TASK TO COMPLETE>
All entries below are to be duplicated verbatim.

═══ STORED DATA

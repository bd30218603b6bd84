//! X11 region capture through `x11rb`.

use tracing::debug;
use x11rb::connection::Connection;
use x11rb::protocol::xproto::{ConnectionExt, ImageFormat};

use super::{Frame, PixelFormat, RegionCapturer, check_bounds};
use crate::config::Region;
use crate::error::{CaptureFailure, WatchError, WatchResult};

/// Grabs the region from the root window of the default screen.
///
/// A display connection is opened per call and dropped when the call
/// returns.
#[derive(Debug, Default)]
pub struct X11Capturer {
    display: Option<String>,
}

impl X11Capturer {
    pub fn new() -> Self {
        Self::default()
    }

    /// Use an explicit display name instead of `$DISPLAY`.
    pub fn with_display(display: impl Into<String>) -> Self {
        Self {
            display: Some(display.into()),
        }
    }
}

fn pixel_format_for_depth(depth: u8) -> WatchResult<PixelFormat> {
    match depth {
        24 | 32 => Ok(PixelFormat::Bgrx8),
        16 => Ok(PixelFormat::Rgb565),
        other => Err(WatchError::capture(
            CaptureFailure::Backend,
            format!("unsupported X11 visual depth {}", other),
        )),
    }
}

/// Origin of `region` as the signed 16-bit coordinates GetImage takes.
fn request_origin(region: &Region) -> WatchResult<(i16, i16)> {
    match (i16::try_from(region.x), i16::try_from(region.y)) {
        (Ok(x), Ok(y)) => Ok((x, y)),
        _ => Err(WatchError::capture(
            CaptureFailure::OffScreen,
            format!(
                "region origin {},{} is beyond the X11 coordinate range",
                region.x, region.y
            ),
        )),
    }
}

impl RegionCapturer for X11Capturer {
    fn capture(&self, region: &Region) -> WatchResult<Frame> {
        let (conn, screen_num) = x11rb::connect(self.display.as_deref()).map_err(|e| {
            WatchError::capture(CaptureFailure::DisplayUnavailable, e.to_string())
                .with_recovery_suggestion("check that DISPLAY points at a running X server")
        })?;
        let screen = conn.setup().roots.get(screen_num).ok_or_else(|| {
            WatchError::capture(
                CaptureFailure::DisplayUnavailable,
                format!("X server reports no screen {}", screen_num),
            )
        })?;

        check_bounds(
            region,
            screen.width_in_pixels as u32,
            screen.height_in_pixels as u32,
        )?;

        let (x, y) = request_origin(region)?;
        // Width and height fit u16 once they are inside the screen.
        let reply = conn
            .get_image(
                ImageFormat::Z_PIXMAP,
                screen.root,
                x,
                y,
                region.width as u16,
                region.height as u16,
                !0,
            )
            .map_err(|e| WatchError::capture(CaptureFailure::Backend, e.to_string()))?
            .reply()
            .map_err(|e| WatchError::capture(CaptureFailure::Backend, e.to_string()))?;

        let format = pixel_format_for_depth(reply.depth)?;
        let stride = reply.data.len() / region.height as usize;
        debug!(
            depth = reply.depth,
            stride,
            bytes = reply.data.len(),
            "x11 get_image"
        );

        let frame = Frame {
            data: reply.data,
            width: region.width,
            height: region.height,
            stride,
            format,
        };
        if frame.data.len() < frame.required_len() {
            return Err(WatchError::capture(
                CaptureFailure::Backend,
                format!(
                    "short image from X server: {} bytes, expected {}",
                    frame.data.len(),
                    frame.required_len()
                ),
            ));
        }
        Ok(frame)
    }
}

#[cfg(test)]
mod tests {
    use super::*;

    #[test]
    fn test_depth_mapping() {
        assert_eq!(pixel_format_for_depth(24).unwrap(), PixelFormat::Bgrx8);
        assert_eq!(pixel_format_for_depth(32).unwrap(), PixelFormat::Bgrx8);
        assert_eq!(pixel_format_for_depth(16).unwrap(), PixelFormat::Rgb565);
        assert!(pixel_format_for_depth(8).is_err());
    }

    #[test]
    fn test_origin_beyond_i16_is_off_screen() {
        assert_eq!(request_origin(&Region::new(10, 32767, 5, 5)).unwrap(), (10, 32767));
        let err = request_origin(&Region::new(40000, 0, 5, 5)).unwrap_err();
        assert!(matches!(
            err,
            WatchError::Capture {
                kind: CaptureFailure::OffScreen,
                ..
            }
        ));
        assert!(request_origin(&Region::new(0, 32768, 5, 5)).is_err());
    }

    #[test]
    fn test_missing_display_is_capture_error() {
        let capturer = X11Capturer::with_display(":4242");
        let err = capturer.capture(&Region::new(0, 0, 10, 10)).unwrap_err();
        assert!(matches!(
            err,
            WatchError::Capture {
                kind: CaptureFailure::DisplayUnavailable,
                ..
            }
        ));
    }
}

══════

YOUR RESPONSE>
repository bd30218603b6bd84
//! X11 region capture through `x11rb`.

use tracing::debug;
use x11rb::connection::Connection;
use x11rb::protocol::xproto::{ConnectionExt, ImageFormat};

use super::{Frame, PixelFormat, RegionCapturer, check_bounds};
use crate::config::Region;
use crate::error::{CaptureFailure, WatchError, WatchResult};

/// Grabs the region from the root window of the default screen.
///
/// A display connection is opened per call and dropped when the call
/// returns.
#[derive(Debug, Default)]
pub struct X11Capturer {
    display: Option<String>,
}

impl X11Capturer {
    pub fn new() -> Self {
        Self::default()
    }

    /// Use an explicit display name instead of `$DISPLAY`.
    pub fn with_display(display: impl Into<String>) -> Self {
        Self {
            display: Some(display.into()),
        }
    }
}

fn pixel_format_for_depth(depth: u8) -> WatchResult<PixelFormat> {
    match depth {
        24 | 32 => Ok(PixelFormat::Bgrx8),
        16 => Ok(PixelFormat::Rgb565),
        other => Err(WatchError::capture(
            CaptureFailure::Backend,
            format!("unsupported X11 visual depth {}", other),
        )),
    }
}

/// Origin of `region` as the signed 16-bit coordinates GetImage takes.
fn request_origin(region: &Region) -> WatchResult<(i16, i16)> {
    match (i16::try_from(region.x), i16::try_from(region.y)) {
        (Ok(x), Ok(y)) => Ok((x, y)),
        _ => Err(WatchError::capture(
            CaptureFailure::OffScreen,
            format!(
                "region origin {},{} is beyond the X11 coordinate range",
                region.x, region.y
            ),
        )),
    }
}

impl RegionCapturer for X11Capturer {
    fn capture(&self, region: &Region) -> WatchResult<Frame> {
        let (conn, screen_num) = x11rb::connect(self.display.as_deref()).map_err(|e| {
            WatchError::capture(CaptureFailure::DisplayUnavailable, e.to_string())
                .with_recovery_suggestion("check that DISPLAY points at a running X server")
        })?;
        let screen = conn.setup().roots.get(screen_num).ok_or_else(|| {
            WatchError::capture(
                CaptureFailure::DisplayUnavailable,
                format!("X server reports no screen {}", screen_num),
            )
        })?;

        check_bounds(
            region,
            screen.width_in_pixels as u32,
            screen.height_in_pixels as u32,
        )?;

        let (x, y) = request_origin(region)?;
        // Width and height fit u16 once they are inside the screen.
        let reply = conn
            .get_image(
                ImageFormat::Z_PIXMAP,
                screen.root,
                x,
                y,
                region.width as u16,
                region.height as u16,
                !0,
            )
            .map_err(|e| WatchError::capture(CaptureFailure::Backend, e.to_string()))?
            .reply()
            .map_err(|e| WatchError::capture(CaptureFailure::Backend, e.to_string()))?;

        let format = pixel_format_for_depth(reply.depth)?;
        let stride = reply.data.len() / region.height as usize;
        debug!(
            depth = reply.depth,
            stride,
            bytes = reply.data.len(),
            "x11 get_image"
        );

        let frame = Frame {
            data: reply.data,
            width: region.width,
            height: region.height,
            stride,
            format,
        };
        if frame.data.len() < frame.required_len() {
            return Err(WatchError::capture(
                CaptureFailure::Backend,
                format!(
                    "short image from X server: {} bytes, expected {}",
                    frame.data.len(),
                    frame.required_len()
                ),
            ));
        }
        Ok(frame)
    }
}

#[cfg(test)]
mod tests {
    use super::*;

    #[test]
    fn test_depth_mapping() {
        assert_eq!(pixel_format_for_depth(24).unwrap(), PixelFormat::Bgrx8);
        assert_eq!(pixel_format_for_depth(32).unwrap(), PixelFormat::Bgrx8);
        assert_eq!(pixel_format_for_depth(16).unwrap(), PixelFormat::Rgb565);
        assert!(pixel_format_for_depth(8).is_err());
    }

    #[test]
    fn test_origin_beyond_i16_is_off_screen() {
        assert_eq!(request_origin(&Region::new(10, 32767, 5, 5)).unwrap(), (10, 32767));
        let err = request_origin(&Region::new(40000, 0, 5, 5)).unwrap_err();
        assert!(matches!(
            err,
            WatchError::Capture {
                kind: CaptureFailure::OffScreen,
                ..
            }
        ));
        assert!(request_origin(&Region::new(0, 32768, 5, 5)).is_err());
    }

    #[test]
    fn test_missing_display_is_capture_error() {
        let capturer = X11Capturer::with_display(":4242");
        let err = capturer.capture(&Region::new(0, 0, 10, 10)).unwrap_err();
        assert!(matches!(
            err,
            WatchError::Capture {
                kind: CaptureFailure::DisplayUnavailable,
                ..
            }
        ));
    }
}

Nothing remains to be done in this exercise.